_What is expected_. Filter the entries for the string "WirePatient". Copy each line that has it.

-- Extracted information follows --

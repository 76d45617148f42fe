//! FHIR bundle parsing into the narrow patient record interface.
//!
//! The wire model is deliberately lenient: unknown fields are ignored,
//! entries without a resource or with a non-Patient resource type are
//! skipped, and undecodable dates or family-less names are treated as
//! absent. A file that is not a parsable bundle, or a Patient resource
//! that fails to decode, is fatal.

use std::fs;
use std::path::Path;

use chrono::{DateTime, FixedOffset, NaiveDate};
use serde::Deserialize;
use serde_json::Value;

use crate::constants::bundle::{BUNDLE_RESOURCE_TYPE, PATIENT_RESOURCE_TYPE, RESOURCE_TYPE_KEY};
use crate::constants::flatten::BIRTH_DATE_FORMAT;
use crate::errors::PipelineError;
use crate::record::{AddressEntry, NameEntry, PatientFields, TelecomEntry};
use crate::types::PatientId;

#[derive(Debug, Deserialize)]
struct WireBundle {
    #[serde(rename = "resourceType")]
    resource_type: String,
    #[serde(default)]
    entry: Vec<WireEntry>,
}

#[derive(Debug, Deserialize)]
struct WireEntry {
    #[serde(default)]
    resource: Option<Value>,
}

#[derive(Debug, Deserialize)]
struct WirePatient {
    #[serde(default)]
    id: Option<String>,
    #[serde(default)]
    name: Vec<WireName>,
    #[serde(default)]
    telecom: Vec<WireTelecom>,
    #[serde(default)]
    address: Vec<WireAddress>,
    #[serde(default)]
    gender: Option<String>,
    #[serde(default, rename = "birthDate")]
    birth_date: Option<String>,
    #[serde(default, rename = "deceasedDateTime")]
    deceased_date_time: Option<String>,
    #[serde(default, rename = "maritalStatus")]
    marital_status: Option<WireMaritalStatus>,
}

#[derive(Debug, Deserialize)]
struct WireName {
    #[serde(default)]
    prefix: Vec<String>,
    #[serde(default)]
    given: Vec<String>,
    #[serde(default)]
    family: Option<String>,
}

#[derive(Debug, Deserialize)]
struct WireTelecom {
    #[serde(default)]
    system: Option<String>,
    #[serde(default)]
    value: Option<String>,
    #[serde(default, rename = "use")]
    usage: Option<String>,
}

#[derive(Debug, Deserialize)]
struct WireAddress {
    #[serde(default)]
    line: Vec<String>,
    #[serde(default)]
    city: Option<String>,
    #[serde(default)]
    state: Option<String>,
    #[serde(default, rename = "postalCode")]
    postal_code: Option<String>,
    #[serde(default)]
    country: Option<String>,
}

#[derive(Debug, Deserialize)]
struct WireMaritalStatus {
    #[serde(default)]
    text: Option<String>,
}

/// Patient record decoded from one bundle entry.
#[derive(Clone, Debug, Default)]
pub struct BundlePatient {
    /// Resource identifier (empty when the bundle omits it).
    pub id: PatientId,
    /// Name entries in bundle order; entries without a family name were
    /// dropped during decoding.
    pub names: Vec<NameEntry>,
    /// Telecom entries in bundle order.
    pub telecoms: Vec<TelecomEntry>,
    /// Address entries in bundle order.
    pub addresses: Vec<AddressEntry>,
    /// Gender code, when present.
    pub gender: Option<String>,
    /// Birth date, when present and decodable.
    pub birth_date: Option<NaiveDate>,
    /// Death timestamp, when present and decodable.
    pub deceased_date_time: Option<DateTime<FixedOffset>>,
    /// Marital status display text, when present.
    pub marital_status_text: Option<String>,
}

impl From<WirePatient> for BundlePatient {
    fn from(wire: WirePatient) -> Self {
        let names = wire
            .name
            .into_iter()
            .filter_map(|name| {
                let family = name.family?;
                Some(NameEntry {
                    prefix: name.prefix.into_iter().next(),
                    given: name.given.into_iter().next(),
                    family,
                })
            })
            .collect();
        let telecoms = wire
            .telecom
            .into_iter()
            .map(|telecom| TelecomEntry {
                system: telecom.system,
                value: telecom.value,
                usage: telecom.usage,
            })
            .collect();
        let addresses = wire
            .address
            .into_iter()
            .map(|address| AddressEntry {
                line: address.line.into_iter().next(),
                city: address.city,
                state: address.state,
                postal_code: address.postal_code,
                country: address.country,
            })
            .collect();
        Self {
            id: wire.id.unwrap_or_default(),
            names,
            telecoms,
            addresses,
            gender: wire.gender,
            birth_date: wire
                .birth_date
                .and_then(|raw| NaiveDate::parse_from_str(&raw, BIRTH_DATE_FORMAT).ok()),
            deceased_date_time: wire
                .deceased_date_time
                .and_then(|raw| DateTime::parse_from_rfc3339(&raw).ok()),
            marital_status_text: wire.marital_status.and_then(|status| status.text),
        }
    }
}

impl PatientFields for BundlePatient {
    fn id(&self) -> &PatientId {
        &self.id
    }

    fn names(&self) -> &[NameEntry] {
        &self.names
    }

    fn telecoms(&self) -> &[TelecomEntry] {
        &self.telecoms
    }

    fn addresses(&self) -> &[AddressEntry] {
        &self.addresses
    }

    fn gender(&self) -> Option<&str> {
        self.gender.as_deref()
    }

    fn birth_date(&self) -> Option<NaiveDate> {
        self.birth_date
    }

    fn deceased_date_time(&self) -> Option<DateTime<FixedOffset>> {
        self.deceased_date_time
    }

    fn marital_status_text(&self) -> Option<&str> {
        self.marital_status_text.as_deref()
    }
}

/// Parse one bundle export file into its patient records.
pub fn parse_bundle_file(path: &Path) -> Result<Vec<BundlePatient>, PipelineError> {
    let text = fs::read_to_string(path)?;
    parse_bundle_str(path, &text)
}

/// Parse bundle JSON text into its patient records.
///
/// `path` is used for error reporting only.
pub fn parse_bundle_str(path: &Path, text: &str) -> Result<Vec<BundlePatient>, PipelineError> {
    let bundle: WireBundle =
        serde_json::from_str(text).map_err(|err| PipelineError::MalformedBundle {
            path: path.to_path_buf(),
            reason: err.to_string(),
        })?;
    if bundle.resource_type != BUNDLE_RESOURCE_TYPE {
        return Err(PipelineError::MalformedBundle {
            path: path.to_path_buf(),
            reason: format!(
                "expected resourceType '{BUNDLE_RESOURCE_TYPE}', got '{}'",
                bundle.resource_type
            ),
        });
    }
    let mut patients = Vec::new();
    for entry in bundle.entry {
        let Some(resource) = entry.resource else {
            continue;
        };
        if resource.get(RESOURCE_TYPE_KEY).and_then(Value::as_str) != Some(PATIENT_RESOURCE_TYPE) {
            continue;
        }
        let wire: WirePatient =
            serde_json::from_value(resource).map_err(|err| PipelineError::MalformedBundle {
                path: path.to_path_buf(),
                reason: format!("patient resource failed to decode: {err}"),
            })?;
        patients.push(BundlePatient::from(wire));
    }
    Ok(patients)
}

-- Extracted information concluded --

_Task answer_.
struct WirePatient {
impl From<WirePatient> for BundlePatient {
    fn from(wire: WirePatient) -> Self {
        let wire: WirePatient =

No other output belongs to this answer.